> Data for the task:
= Beginning of Section =

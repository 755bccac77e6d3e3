//! Text reflow: normalization plus the two chunkers that size cleaned text
//! for speech synthesis and for summarization.

pub mod speech;
pub mod summary;

use once_cell::sync::Lazy;
use regex::Regex;
use serde::{Deserialize, Serialize};

use crate::clean::patterns::compile;

pub use speech::SpeechChunker;
pub use summary::{SummaryChunker, SummaryPlan, TargetWords, Window};

static TRAILING_SPACE: Lazy<Regex> = Lazy::new(|| compile(r"[ \t]+\n"));
static BLANK_RUNS: Lazy<Regex> = Lazy::new(|| compile(r"\n{3,}"));

/// Drop carriage returns and trailing spaces, collapse runs of blank lines
/// to a single blank line, trim.
pub fn normalize(text: &str) -> String {
    let text = text.replace('\r', "");
    let text = TRAILING_SPACE.replace_all(&text, "\n");
    let text = BLANK_RUNS.replace_all(&text, "\n\n");
    text.trim().to_string()
}

/// A bounded piece of text with its position in the sequence
#[derive(Debug, Clone, PartialEq, Eq, Serialize, Deserialize)]
pub struct Chunk {
    /// 0-based position
    pub index: usize,
    pub total: usize,
    pub text: String,
}

impl Chunk {
    /// Build numbered chunks from texts in order
    pub fn sequence(texts: Vec<String>) -> Vec<Chunk> {
        let total = texts.len();
        texts
            .into_iter()
            .enumerate()
            .map(|(index, text)| Chunk { index, total, text })
            .collect()
    }

    /// `part-001.ext` for the first chunk
    pub fn file_name(&self, ext: &str) -> String {
        format!("part-{:03}.{}", self.index + 1, ext)
    }

    pub fn char_len(&self) -> usize {
        self.text.chars().count()
    }
}

#[cfg(test)]
mod tests {
    use super::*;

    #[test]
    fn test_normalize() {
        let text = "  سطر أول   \r\nسطر ثان\n\n\n\n\nفقرة ثانية  \n";
        assert_eq!(normalize(text), "سطر أول\nسطر ثان\n\nفقرة ثانية");
    }

    #[test]
    fn test_chunk_numbering() {
        let chunks = Chunk::sequence(vec!["أ".to_string(), "ب".to_string()]);
        assert_eq!(chunks[1].index, 1);
        assert_eq!(chunks[1].total, 2);
        assert_eq!(chunks[0].file_name("mp3"), "part-001.mp3");
    }
}
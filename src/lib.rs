// Library exports for the CLI binaries

pub mod clean;
pub mod config;
pub mod error;
pub mod ocr;
pub mod pipeline;
pub mod reflow;

// Re-export commonly used types
pub use clean::{CleanedDocument, CleanedPage, PageCleaner, PageKind};
pub use config::PipelineConfig;
pub use error::{ErrorKind, PipelineError, Result};
pub use ocr::ShardCollector;
pub use pipeline::{BookProcessor, BookReport, UploadContext};
pub use reflow::{Chunk, SpeechChunker, SummaryChunker};
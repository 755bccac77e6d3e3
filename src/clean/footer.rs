use once_cell::sync::Lazy;
use regex::Regex;

use super::patterns::{compile, count_latin, is_divider_line};
use crate::config::CleanerConfig;

static REFERENCE_WORD: Lazy<Regex> = Lazy::new(|| compile(r"المرجع|المراجع|المصادر|انظر"));
static SEE_ALSO: Lazy<Regex> = Lazy::new(|| compile(r"انظر\s+أيضًا|انظر\s+ايضاً|انظر\s+ايضا|انظر\s+أيضا"));
static SERIES_META: Lazy<Regex> = Lazy::new(|| {
    compile(r"الكتاب|سلسلة|المؤلف|تأليف|ترجمة|دار النشر|من سلسلة|الطبعة")
});
static YEAR: Lazy<Regex> = Lazy::new(|| compile(r"(?:19|20)[0-9]{2}|[\x{0660}-\x{0669}]{4}"));

/// Truncate a trailing citation block, if one is found.
///
/// Tried in order: a divider line near the bottom; a tail with at least two
/// reference-keyword or Latin-heavy lines (one must carry a keyword); a
/// "see also" line near the end followed by series/publisher/date metadata.
pub fn strip_reference_footer<'a>(lines: &[&'a str], config: &CleanerConfig) -> Vec<&'a str> {
    let n = lines.len();
    if n < config.footer_min_lines {
        return lines.to_vec();
    }

    if let Some(cut) = divider_cut(lines, config) {
        return lines[..cut].to_vec();
    }
    if let Some(cut) = reference_tail_cut(lines, config) {
        return lines[..cut].to_vec();
    }
    if let Some(cut) = see_also_cut(lines, config) {
        return lines[..cut].to_vec();
    }

    lines.to_vec()
}

fn divider_cut(lines: &[&str], config: &CleanerConfig) -> Option<usize> {
    let n = lines.len();
    (n.saturating_sub(config.footer_divider_window)..n).find(|&i| is_divider_line(lines[i]))
}

fn reference_tail_cut(lines: &[&str], config: &CleanerConfig) -> Option<usize> {
    let n = lines.len();
    let mut candidates = Vec::new();
    let mut has_keyword = false;

    for i in n.saturating_sub(config.footer_lookback)..n {
        let line = lines[i].trim();
        if line.is_empty() {
            continue;
        }
        if REFERENCE_WORD.is_match(line) {
            has_keyword = true;
            candidates.push(i);
        } else if count_latin(line) >= config.footer_latin_min {
            candidates.push(i);
        }
    }

    if !has_keyword || candidates.len() < 2 {
        return None;
    }
    let start = candidates[0];
    (start >= n.saturating_sub(config.footer_start_window)).then_some(start)
}

fn see_also_cut(lines: &[&str], config: &CleanerConfig) -> Option<usize> {
    let n = lines.len();
    for i in n.saturating_sub(config.see_also_window)..n {
        if !SEE_ALSO.is_match(lines[i]) {
            continue;
        }
        let has_meta = lines[i..]
            .iter()
            .any(|l| SERIES_META.is_match(l) || YEAR.is_match(l));
        if has_meta {
            return Some(i);
        }
    }
    None
}
use once_cell::sync::Lazy;
use regex::Regex;

use super::patterns::{compile, count_arabic, count_latin, has_arabic_word, page_lines, DIGITS};
use crate::config::CleanerConfig;

static URLS: Lazy<Regex> = Lazy::new(|| compile(r"(?i)https?://\S+|www\.\S+|doi\.org/\S+"));
static DOMAINS: Lazy<Regex> = Lazy::new(|| compile(r"(?i)[A-Za-z0-9-]+\.(?:com|net|org|io|sa|me|app|edu|gov)\S*"));
static EMAILS: Lazy<Regex> = Lazy::new(|| compile(r"[A-Za-z0-9._%+-]+@[A-Za-z0-9.-]+\.[A-Za-z]{2,}"));
static HANDLES: Lazy<Regex> = Lazy::new(|| compile(r"@[A-Za-z0-9_.]{2,}"));
static LATIN_WORDS: Lazy<Regex> = Lazy::new(|| compile(r"(?-u:\b)[A-Za-z][A-Za-z'\-]*(?-u:\b)"));
static INTL_PHONES: Lazy<Regex> = Lazy::new(|| compile(r"(?:\+|00)[0-9]{6,}"));
static DIGIT_RUNS: Lazy<Regex> = Lazy::new(|| compile(&format!(r"[{DIGITS}]{{9,}}")));
static SPACES: Lazy<Regex> = Lazy::new(|| compile(r"\s+"));

static REFERENCES_HEADING: Lazy<Regex> = Lazy::new(|| {
    compile(r"(?i)^(?:المراجع\s*والمصادر|المراجع|المصادر|references)\b")
});
static PAREN_YEAR: Lazy<Regex> = Lazy::new(|| compile(r"\(\s*[0-9]{4}\s*\)\.?$"));
static TRAILING_YEAR: Lazy<Regex> = Lazy::new(|| compile(&format!(r"[{DIGITS}]{{4}}\s*[.)]?$")));
static LINK: Lazy<Regex> = Lazy::new(|| compile(r"(?i)doi\.org|https?|www\."));
static AUTHOR_LIST: Lazy<Regex> = Lazy::new(|| compile(r"[A-Z][A-Za-z]{2,}.*,"));

static NON_CORE: Lazy<Regex> = Lazy::new(|| {
    compile(&format!(r#"[{DIGITS}\s.,\-_:;()\[\]{{}}/\\|~`'"!?…•٫٬؛،]+"#))
});

/// Remove URLs, domains, DOIs, emails, handles, phone-like runs and Latin
/// words; collapse whitespace and drop lines left empty.
pub fn strip_inline_foreign(text: &str) -> String {
    let mut t = URLS.replace_all(text, " ").into_owned();
    t = DOMAINS.replace_all(&t, " ").into_owned();
    t = EMAILS.replace_all(&t, " ").into_owned();
    t = HANDLES.replace_all(&t, " ").into_owned();
    t = LATIN_WORDS.replace_all(&t, " ").into_owned();
    t = INTL_PHONES.replace_all(&t, " ").into_owned();
    t = DIGIT_RUNS.replace_all(&t, " ").into_owned();

    t.lines()
        .map(|l| SPACES.replace_all(l, " ").trim().to_string())
        .filter(|l| !l.is_empty())
        .collect::<Vec<_>>()
        .join("\n")
}

/// Bibliography pages: a references heading up front, or enough
/// citation-shaped lines near the top.
pub fn looks_like_references_page(text: &str, config: &CleanerConfig) -> bool {
    let t = text.trim();
    if REFERENCES_HEADING.is_match(t) {
        return true;
    }

    let hits = page_lines(t)
        .into_iter()
        .take(config.references_scan_lines)
        .filter(|l| {
            PAREN_YEAR.is_match(l) || TRAILING_YEAR.is_match(l) || LINK.is_match(l) || AUTHOR_LIST.is_match(l)
        })
        .count();
    hits >= config.references_min_hits
}

/// Pages that are mostly Latin script, or reduce to noise once foreign
/// tokens, digits and punctuation are gone.
pub fn is_mostly_foreign(text: &str, config: &CleanerConfig) -> bool {
    let latin = count_latin(text);
    let arabic = count_arabic(text);

    if latin >= config.foreign_latin_min.max(config.foreign_latin_ratio * arabic)
        && arabic < config.foreign_arabic_max
    {
        return true;
    }

    let stripped = strip_inline_foreign(text);
    if stripped.is_empty() {
        return true;
    }

    let core_len = NON_CORE.replace_all(&stripped, "").chars().count();
    if core_len < config.noise_core_min {
        return true;
    }

    let arabic_lines = page_lines(&stripped).into_iter().filter(|l| has_arabic_word(l)).count();
    arabic_lines <= 1 && core_len < config.sparse_core_min
}
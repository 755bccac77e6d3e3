use std::sync::Arc;
use tracing::{info, warn};

use super::extractor::extract_page_text;
use super::shard::DocumentShard;
use crate::config::CollectorConfig;
use crate::error::{PipelineError, Result};
use crate::pipeline::storage::ObjectStore;

/// Gathers raw page text from every OCR shard written under a prefix
pub struct ShardCollector {
    store: Arc<dyn ObjectStore>,
    config: CollectorConfig,
}

impl ShardCollector {
    pub fn new(store: Arc<dyn ObjectStore>, config: CollectorConfig) -> Self {
        Self { store, config }
    }

    /// Collect raw pages in shard order, then page order within each shard.
    ///
    /// Fails with `NotFound` when no shard appears within the polling budget
    /// and with `DeadlineExceeded` when the whole run outlives its timeout.
    pub async fn collect(&self, prefix: &str) -> Result<Vec<String>> {
        match tokio::time::timeout(self.config.timeout(), self.collect_inner(prefix)).await {
            Ok(result) => result,
            Err(_) => Err(PipelineError::DeadlineExceeded(format!(
                "collecting OCR shards under {} took longer than {:?}",
                prefix,
                self.config.timeout()
            ))),
        }
    }

    async fn collect_inner(&self, prefix: &str) -> Result<Vec<String>> {
        let shard_names = self.wait_for_shards(prefix).await?;

        let mut pages = Vec::new();
        let mut first_full_text: Option<String> = None;
        let mut with_doc = 0;
        let mut skipped = 0;

        for name in &shard_names {
            let bytes = self.store.download(name).await?;
            let Some(shard) = DocumentShard::from_slice(&bytes)? else {
                skipped += 1;
                warn!("JSON without document object: {}", name);
                continue;
            };
            with_doc += 1;

            info!(
                "Shard {}: full text {} chars, {} pages",
                name,
                shard.text.chars().count(),
                shard.pages.len()
            );

            let full = shard.text.trim();
            if first_full_text.is_none() && !full.is_empty() {
                first_full_text = Some(full.to_string());
            }

            if shard.pages.is_empty() {
                if full.is_empty() {
                    warn!("No pages and no document text in {}", name);
                } else {
                    pages.push(full.to_string());
                }
                continue;
            }

            for page in &shard.pages {
                pages.push(extract_page_text(page, &shard.text));
            }
        }

        info!(
            "Read {} shards under {} ({} with document, {} skipped)",
            shard_names.len(),
            prefix,
            with_doc,
            skipped
        );

        if pages.iter().all(|p| p.is_empty()) {
            if let Some(full) = first_full_text {
                warn!("No page text extracted under {}, falling back to full document text", prefix);
                return Ok(vec![full]);
            }
        }

        info!("Pages collected (raw): {}", pages.len());
        Ok(pages)
    }

    /// Poll until at least one shard exists, sorted by name
    async fn wait_for_shards(&self, prefix: &str) -> Result<Vec<String>> {
        for attempt in 1..=self.config.max_attempts {
            let mut names: Vec<String> = self
                .store
                .list(prefix)
                .await?
                .into_iter()
                .filter(|n| n.ends_with(&self.config.shard_suffix))
                .collect();

            info!(
                "OCR JSON scan under {} (attempt {}/{}): {} found",
                prefix,
                attempt,
                self.config.max_attempts,
                names.len()
            );

            if !names.is_empty() {
                names.sort();
                return Ok(names);
            }

            if attempt < self.config.max_attempts {
                tokio::time::sleep(self.config.poll_delay()).await;
            }
        }

        Err(PipelineError::NotFound(format!("no OCR JSON files found under {}", prefix)))
    }
}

= End of Section =

> Required work: Using the data above, extract exactly the lines from the one that holds "return Some(i);" to the one that holds "static LATIN_WORDS: Lazy<Regex>", both ends included, and no others.

> Solution below:
            return Some(i);
        }
    }
    None
}
use once_cell::sync::Lazy;
use regex::Regex;

use super::patterns::{compile, count_arabic, count_latin, has_arabic_word, page_lines, DIGITS};
use crate::config::CleanerConfig;

static URLS: Lazy<Regex> = Lazy::new(|| compile(r"(?i)https?://\S+|www\.\S+|doi\.org/\S+"));
static DOMAINS: Lazy<Regex> = Lazy::new(|| compile(r"(?i)[A-Za-z0-9-]+\.(?:com|net|org|io|sa|me|app|edu|gov)\S*"));
static EMAILS: Lazy<Regex> = Lazy::new(|| compile(r"[A-Za-z0-9._%+-]+@[A-Za-z0-9.-]+\.[A-Za-z]{2,}"));
static HANDLES: Lazy<Regex> = Lazy::new(|| compile(r"@[A-Za-z0-9_.]{2,}"));
static LATIN_WORDS: Lazy<Regex> = Lazy::new(|| compile(r"(?-u:\b)[A-Za-z][A-Za-z'\-]*(?-u:\b)"));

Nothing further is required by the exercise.